By cooking in bulk and freezing the leftovers (those meals defrost really well) into individual serves you have delicious homemade “frozen” meals which will save you money and prevent you from having takeout. They are very handy when you have a crazy busy day or just don’t feel like cooking.

Side note: Now I don’t know if it is just me but I find defrosted and reheated pasta gross, it ruins the whole meal for me, instead of cooking my pasta in bulk and freezing it with the sauce, I simply put the pasta on to cook while my pasta sauce defrosts in the microwave.

Dinners vary depending on the season, what meat and vegetables are on sale etc. But I usually try to have 2-3 vegetarian or egg based dishes during the fortnight and I usually eat a lot more chicken than red meat (this is just my personal preference). When it comes to selecting meals, I usually try to base a few days of meals around the same ingredients. For instance, if I am making a chilli con carne (mince, capsicum, beans celery etc), I usually do a stir fry or similar to use up the leftover celery and capsicum. It is more economical this way and I found this strategy beneficial in reducing my grocery bill and results in much less wastage.

Once you have selected your meals and assign the days of the week you plan to eat them, then it’s time to create your shopping list. I strongly recommend shopping once a week and freeze any leftover ingredients (like meat).

Most importantly, DON’T SHOP WITHOUT A LIST!!!! Walking around multiple aisles and buying what you don’t need can be very time consuming and energy draining as well as spending more than budgeted.

Don’t add extras because you think you might be more hungry or think of another great meal idea.
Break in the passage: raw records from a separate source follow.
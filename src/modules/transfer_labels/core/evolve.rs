use crate::modules::transfer_labels::core::events::TransferSessionEvent;
use crate::modules::transfer_labels::core::state::TransferSessionState;

pub fn evolve(state: TransferSessionState, event: TransferSessionEvent) -> TransferSessionState {
    match (state, event) {
        (_, TransferSessionEvent::TransferRecordSubmittedV1(e)) => {
            TransferSessionState::Previewing {
                record: e.record,
                submitted_at: e.submitted_at,
            }
        }
        (
            TransferSessionState::Previewing {
                record,
                submitted_at,
            },
            TransferSessionEvent::ReturnedToEditingV1(_),
        ) => TransferSessionState::Editing {
            record,
            submitted_at,
        },
        (state, TransferSessionEvent::ReturnedToEditingV1(_)) => state,
    }
}

#[cfg(test)]
mod transfer_session_evolve_tests {
    use super::*;
    use crate::modules::transfer_labels::core::events::v1::transfer_record_submitted::TransferRecordSubmittedV1;
    use crate::modules::transfer_labels::core::record::TransferRecord;
    use crate::tests::fixtures::events::{
        make_returned_to_editing_v1_event, make_transfer_record_submitted_v1_event,
    };
    use rstest::{fixture, rstest};

    #[fixture]
    fn submitted_event() -> TransferRecordSubmittedV1 {
        make_transfer_record_submitted_v1_event()
    }

    fn returned() -> TransferSessionEvent {
        TransferSessionEvent::ReturnedToEditingV1(make_returned_to_editing_v1_event())
    }

    #[rstest]
    fn it_should_evolve_the_state_to_previewing(submitted_event: TransferRecordSubmittedV1) {
        let state = evolve(
            TransferSessionState::Empty,
            TransferSessionEvent::TransferRecordSubmittedV1(submitted_event.clone()),
        );
        assert_eq!(
            state,
            TransferSessionState::Previewing {
                record: submitted_event.record,
                submitted_at: submitted_event.submitted_at,
            }
        );
    }

    #[rstest]
    fn a_new_submission_should_replace_the_record_wholesale(
        submitted_event: TransferRecordSubmittedV1,
    ) {
        let first = evolve(
            TransferSessionState::Empty,
            TransferSessionEvent::TransferRecordSubmittedV1(submitted_event),
        );
        let replacement = TransferRecord {
            transaction_number: "T2".into(),
            sap_transfer_order: String::new(),
            ..TransferRecord::default()
        };
        let next = evolve(
            first,
            TransferSessionEvent::TransferRecordSubmittedV1(TransferRecordSubmittedV1 {
                record: replacement.clone(),
                submitted_at: 1_700_000_200_000,
            }),
        );
        assert_eq!(next.current_record(), Some(&replacement));
    }

    #[rstest]
    fn returning_to_editing_should_keep_the_current_record(
        submitted_event: TransferRecordSubmittedV1,
    ) {
        let previewing = evolve(
            TransferSessionState::Empty,
            TransferSessionEvent::TransferRecordSubmittedV1(submitted_event.clone()),
        );
        let editing = evolve(previewing, returned());
        assert_eq!(
            editing,
            TransferSessionState::Editing {
                record: submitted_event.record,
                submitted_at: submitted_event.submitted_at,
            }
        );
    }

    #[rstest]
    fn returning_to_editing_without_a_record_should_not_change_the_state() {
        let state = evolve(TransferSessionState::Empty, returned());
        assert_eq!(state, TransferSessionState::Empty);
    }
}
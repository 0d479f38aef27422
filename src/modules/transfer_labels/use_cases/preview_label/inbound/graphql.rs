use async_graphql::{Context, Object, Result as GqlResult};

use crate::modules::transfer_labels::use_cases::preview_label::label_view::LabelView;
use crate::modules::transfer_labels::use_cases::preview_label::render::render_label_preview;
use crate::modules::transfer_labels::use_cases::submit_transfer_form::inbound::graphql::GqlTransferRecord;
use crate::shell::state::AppState;

#[derive(Default)]
pub struct TransferSessionQuery;

#[Object]
impl TransferSessionQuery {
    async fn current_transfer_record(
        &self,
        context: &Context<'_>,
    ) -> GqlResult<Option<GqlTransferRecord>> {
        let state = context.data_unchecked::<AppState>();
        let session = state.queries.current_state().await?;
        Ok(session.current_record().map(GqlTransferRecord::from))
    }

    /// `form` or `preview`.
    async fn active_view(&self, context: &Context<'_>) -> GqlResult<String> {
        let state = context.data_unchecked::<AppState>();
        let session = state.queries.current_state().await?;
        Ok(session.active_view().as_str().to_string())
    }

    /// On-screen label fragment for the current record.
    async fn label_preview(
        &self,
        context: &Context<'_>,
        quantity_pieces: Option<String>,
        invoice_number: Option<String>,
    ) -> GqlResult<Option<String>> {
        let state = context.data_unchecked::<AppState>();
        let session = state.queries.current_state().await?;
        let Some(record) = session.current_record() else {
            return Ok(None);
        };
        let extension = state.label_extension(quantity_pieces, invoice_number);
        let view = LabelView::project(record, &extension, state.config.logo_url.as_str());
        Ok(Some(
            render_label_preview(&view, state.barcode_renderer.as_ref()).await,
        ))
    }
}
pub mod v1 {
    pub mod returned_to_editing;
    pub mod transfer_record_submitted;
}

#[derive(Debug, Clone, serde::Serialize, serde::Deserialize, PartialEq, Eq)]
#[serde(tag = "type")]
pub enum TransferSessionEvent {
    TransferRecordSubmittedV1(v1::transfer_record_submitted::TransferRecordSubmittedV1),
    ReturnedToEditingV1(v1::returned_to_editing::ReturnedToEditingV1),
}
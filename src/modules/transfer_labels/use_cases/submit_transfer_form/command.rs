use crate::modules::transfer_labels::core::record::{TransferField, TransferRecord};
use std::collections::HashMap;

#[derive(Debug, Clone, PartialEq, Eq)]
pub struct SubmitTransferForm {
    pub transaction_number: String,
    pub ticket_number: String,
    pub volume: String,
    pub source_cd: String,
    pub destination_cd: String,
    pub sap_transfer_order: String,
    pub transaction_link: String,
    pub submitted_at: i64,
}

impl SubmitTransferForm {
    /// Build the command from field name/value pairs as posted by the form.
    /// Missing names count as empty values; unknown names are ignored.
    pub fn from_fields(fields: &HashMap<String, String>, submitted_at: i64) -> Self {
        let value = |field: TransferField| fields.get(field.name()).cloned().unwrap_or_default();
        Self {
            transaction_number: value(TransferField::TransactionNumber),
            ticket_number: value(TransferField::TicketNumber),
            volume: value(TransferField::Volume),
            source_cd: value(TransferField::SourceCd),
            destination_cd: value(TransferField::DestinationCd),
            sap_transfer_order: value(TransferField::SapTransferOrder),
            transaction_link: value(TransferField::TransactionLink),
            submitted_at,
        }
    }

    pub fn into_record(self) -> TransferRecord {
        TransferRecord {
            transaction_number: self.transaction_number,
            ticket_number: self.ticket_number,
            volume: self.volume,
            source_cd: self.source_cd,
            destination_cd: self.destination_cd,
            sap_transfer_order: self.sap_transfer_order,
            transaction_link: self.transaction_link,
        }
    }
}
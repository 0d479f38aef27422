use crate::modules::transfer_labels::core::events::TransferSessionEvent;
use crate::modules::transfer_labels::core::intents::TransferLabelIntent;
use crate::modules::transfer_labels::core::record::TransferField;
use std::collections::BTreeSet;

/// Every required field that was left empty, reported together.
#[derive(Debug, Clone, PartialEq, Eq, thiserror::Error)]
#[error("required fields missing: {}", join_names(.missing_fields))]
pub struct ValidationError {
    pub missing_fields: BTreeSet<TransferField>,
}

impl ValidationError {
    pub fn missing_field_names(&self) -> Vec<&'static str> {
        self.missing_fields.iter().map(|field| field.name()).collect()
    }
}

fn join_names(fields: &BTreeSet<TransferField>) -> String {
    fields
        .iter()
        .map(|field| field.name())
        .collect::<Vec<_>>()
        .join(", ")
}

pub enum Decision {
    Accepted {
        events: Vec<TransferSessionEvent>,
        intents: Vec<TransferLabelIntent>,
    },
    Rejected {
        reason: ValidationError,
        intents: Vec<TransferLabelIntent>,
    },
}
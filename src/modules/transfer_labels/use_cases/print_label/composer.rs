use chrono::Utc;
use std::str::FromStr;
use std::sync::Arc;
use thiserror::Error;
use uuid::Uuid;

use crate::modules::transfer_labels::adapters::outbound::intent_outbox::dispatch_intents;
use crate::modules::transfer_labels::barcode::{
    BARCODE_PLACEHOLDER_ID, BarcodeError, BarcodeOptions, BarcodeRenderer, BarcodeTarget,
    PlaceholderContent,
};
use crate::modules::transfer_labels::core::intents::TransferLabelIntent;
use crate::modules::transfer_labels::core::labels;
use crate::modules::transfer_labels::core::notification::Notification;
use crate::modules::transfer_labels::core::record::{LabelExtension, TransferRecord};
use crate::modules::transfer_labels::use_cases::preview_label::label_view::LabelView;
use crate::modules::transfer_labels::use_cases::print_label::document::PrintDocument;
use crate::modules::transfer_labels::use_cases::print_label::format::PrintFormat;
use crate::modules::transfer_labels::use_cases::print_label::job::{
    InvalidTransition, PrintJob, PrintJobState,
};
use crate::modules::transfer_labels::use_cases::print_label::print_context::{
    PrintContext, PrintContextError, PrintWindow,
};
use crate::shared::infrastructure::notification_outbox::NotificationOutbox;

/// What to do with the print request when the symbol could not be drawn.
#[derive(Debug, Clone, Copy, Default, PartialEq, Eq)]
pub enum BarcodeFailurePolicy {
    /// Print the label with the error text in place of the symbol.
    #[default]
    Print,
    /// Keep the document with the error text but never request print.
    Abort,
}

#[derive(Debug, Error, PartialEq, Eq)]
#[error("unknown barcode failure policy `{0}`")]
pub struct UnknownFailurePolicy(pub String);

impl FromStr for BarcodeFailurePolicy {
    type Err = UnknownFailurePolicy;

    fn from_str(raw: &str) -> Result<Self, Self::Err> {
        match raw.trim().to_ascii_lowercase().as_str() {
            "print" => Ok(BarcodeFailurePolicy::Print),
            "abort" => Ok(BarcodeFailurePolicy::Abort),
            _ => Err(UnknownFailurePolicy(raw.to_string())),
        }
    }
}

#[derive(Debug, Clone, PartialEq, Eq)]
pub enum BarcodeStatus {
    Ready,
    Failed(String),
}

#[derive(Debug, Clone, PartialEq, Eq)]
pub struct PrintOutcome {
    pub job_id: Uuid,
    pub format: PrintFormat,
    pub barcode: BarcodeStatus,
    pub print_requested: bool,
    pub trail: Vec<PrintJobState>,
}

#[derive(Debug, Error)]
pub enum PrintError {
    #[error("print unavailable: {0}")]
    Unavailable(#[source] PrintContextError),

    #[error("print window failed: {0}")]
    Window(#[source] PrintContextError),

    #[error(transparent)]
    Job(#[from] InvalidTransition),
}

pub struct PrintComposer {
    topic: String,
    logo_url: String,
    policy: BarcodeFailurePolicy,
    settle_ms: u64,
    context: Arc<dyn PrintContext>,
    renderer: Arc<dyn BarcodeRenderer>,
    outbox: Arc<dyn NotificationOutbox>,
}

impl PrintComposer {
    pub fn new(
        topic: impl Into<String>,
        logo_url: impl Into<String>,
        context: Arc<dyn PrintContext>,
        renderer: Arc<dyn BarcodeRenderer>,
        outbox: Arc<dyn NotificationOutbox>,
    ) -> Self {
        Self {
            topic: topic.into(),
            logo_url: logo_url.into(),
            policy: BarcodeFailurePolicy::default(),
            settle_ms: 0,
            context,
            renderer,
            outbox,
        }
    }

    pub fn with_policy(mut self, policy: BarcodeFailurePolicy) -> Self {
        self.policy = policy;
        self
    }

    pub fn with_settle_ms(mut self, settle_ms: u64) -> Self {
        self.settle_ms = settle_ms;
        self
    }

    /// Open a print window, write the label into it, fill the barcode and,
    /// once the renderer has answered, request print.
    pub async fn print(
        &self,
        record: &TransferRecord,
        extension: &LabelExtension,
        format: PrintFormat,
    ) -> Result<PrintOutcome, PrintError> {
        let mut job = PrintJob::start();
        let job_id = job.id();
        tracing::info!(%job_id, %format, "print requested");

        let mut window = match self.context.open(job_id).await {
            Ok(window) => window,
            Err(error) => {
                tracing::warn!(%job_id, %error, "print context unavailable");
                self.notify_unavailable().await;
                return Err(PrintError::Unavailable(error));
            }
        };

        match self
            .fill_and_print(&mut job, window.as_mut(), record, extension, format)
            .await
        {
            Ok((barcode, print_requested)) => {
                tracing::info!(%job_id, print_requested, "print job finished");
                Ok(PrintOutcome {
                    job_id,
                    format,
                    barcode,
                    print_requested,
                    trail: job.into_trail(),
                })
            }
            Err(error) => {
                tracing::error!(%job_id, %error, "print job failed");
                window.close().await;
                Err(error)
            }
        }
    }

    async fn fill_and_print(
        &self,
        job: &mut PrintJob,
        window: &mut dyn PrintWindow,
        record: &TransferRecord,
        extension: &LabelExtension,
        format: PrintFormat,
    ) -> Result<(BarcodeStatus, bool), PrintError> {
        let job_id = job.id();
        job.advance(PrintJobState::ContextOpened)?;

        let view = LabelView::project(record, extension, self.logo_url.as_str());
        let value = view.barcode_value.clone();
        if let Err(error) = window
            .write(PrintDocument::compose(view, format, self.settle_ms))
            .await
        {
            job.advance(PrintJobState::Idle)?;
            return Err(PrintError::Window(error));
        }
        job.advance(PrintJobState::DocumentWritten)?;

        job.advance(PrintJobState::BarcodeRequested)?;
        let barcode = match self.render_barcode(&*window, &value).await {
            Ok(target) => {
                window
                    .replace_placeholder(target)
                    .await
                    .map_err(PrintError::Window)?;
                job.advance(PrintJobState::BarcodeReady)?;
                BarcodeStatus::Ready
            }
            Err(error) => {
                tracing::warn!(%job_id, %error, "barcode generation failed");
                let mut target = BarcodeTarget::new(BARCODE_PLACEHOLDER_ID);
                target.content = PlaceholderContent::Error(format!(
                    "{}: {error}",
                    labels::BARCODE_ERROR_PREFIX
                ));
                window
                    .replace_placeholder(target)
                    .await
                    .map_err(PrintError::Window)?;
                job.advance(PrintJobState::BarcodeFailed)?;
                BarcodeStatus::Failed(error.to_string())
            }
        };

        let print_requested = match (&barcode, self.policy) {
            (BarcodeStatus::Failed(_), BarcodeFailurePolicy::Abort) => {
                tracing::info!(%job_id, "print aborted after barcode failure");
                job.advance(PrintJobState::Idle)?;
                false
            }
            _ => {
                window.print().await.map_err(PrintError::Window)?;
                job.advance(PrintJobState::PrintTriggered)?;
                job.advance(PrintJobState::Idle)?;
                true
            }
        };
        Ok((barcode, print_requested))
    }

    async fn render_barcode(
        &self,
        window: &dyn PrintWindow,
        value: &str,
    ) -> Result<BarcodeTarget, BarcodeError> {
        let mut target = window
            .placeholder(BARCODE_PLACEHOLDER_ID)
            .await
            .ok_or_else(|| BarcodeError::TargetNotFound(BARCODE_PLACEHOLDER_ID.to_string()))?;
        self.renderer
            .render(&mut target, value, &BarcodeOptions::print())
            .await?;
        Ok(target)
    }

    async fn notify_unavailable(&self) {
        let intents = vec![TransferLabelIntent::Notify {
            notification: Notification::print_unavailable(),
        }];
        if let Err(error) = dispatch_intents(
            self.outbox.as_ref(),
            &self.topic,
            Utc::now().timestamp_millis(),
            intents,
        )
        .await
        {
            tracing::error!(%error, "could not record print unavailable notification");
        }
    }
}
In such instances, note the idea down and add it to the next fortnight’s menu. It sounds boring but I have seen the benefits of this almost immediately.

Side note: I do like to keep a few staples at hand in my cupboards like tins of tuna, coconut milk, and tomatoes, rice, pasta, and 1-2 bag(s) of frozen mixed vegetables. I use them a lot and it is more cost-saving buying extras of these when they are on sale.

DARE TO CHALLENGE YOURSELF

My challenge for you this week is to write down what your most regularly eaten dishes are, speak to your family or partner about what meals they enjoy most and then have a bit of fun on Google, Pinterest or Facebook admiring food pages and saving the recipes you want to try out and then just do it.  Get out a piece of paper or use meal planning or note-taking apps, like Google Keep (it is free if you have a Google account), or use the template I designed for my fortnight planning on your smartphone. If you want to start small, plan for a week or just work days during the week. Most importantly jump in and try it out now. This has saved me time, money and keeps me so motivated in the kitchen, excited to find and try new recipes, and has slashed my junk food budget. Unexpectedly, it has helped me to eat healthy meals and start reaching my weight loss goals as well.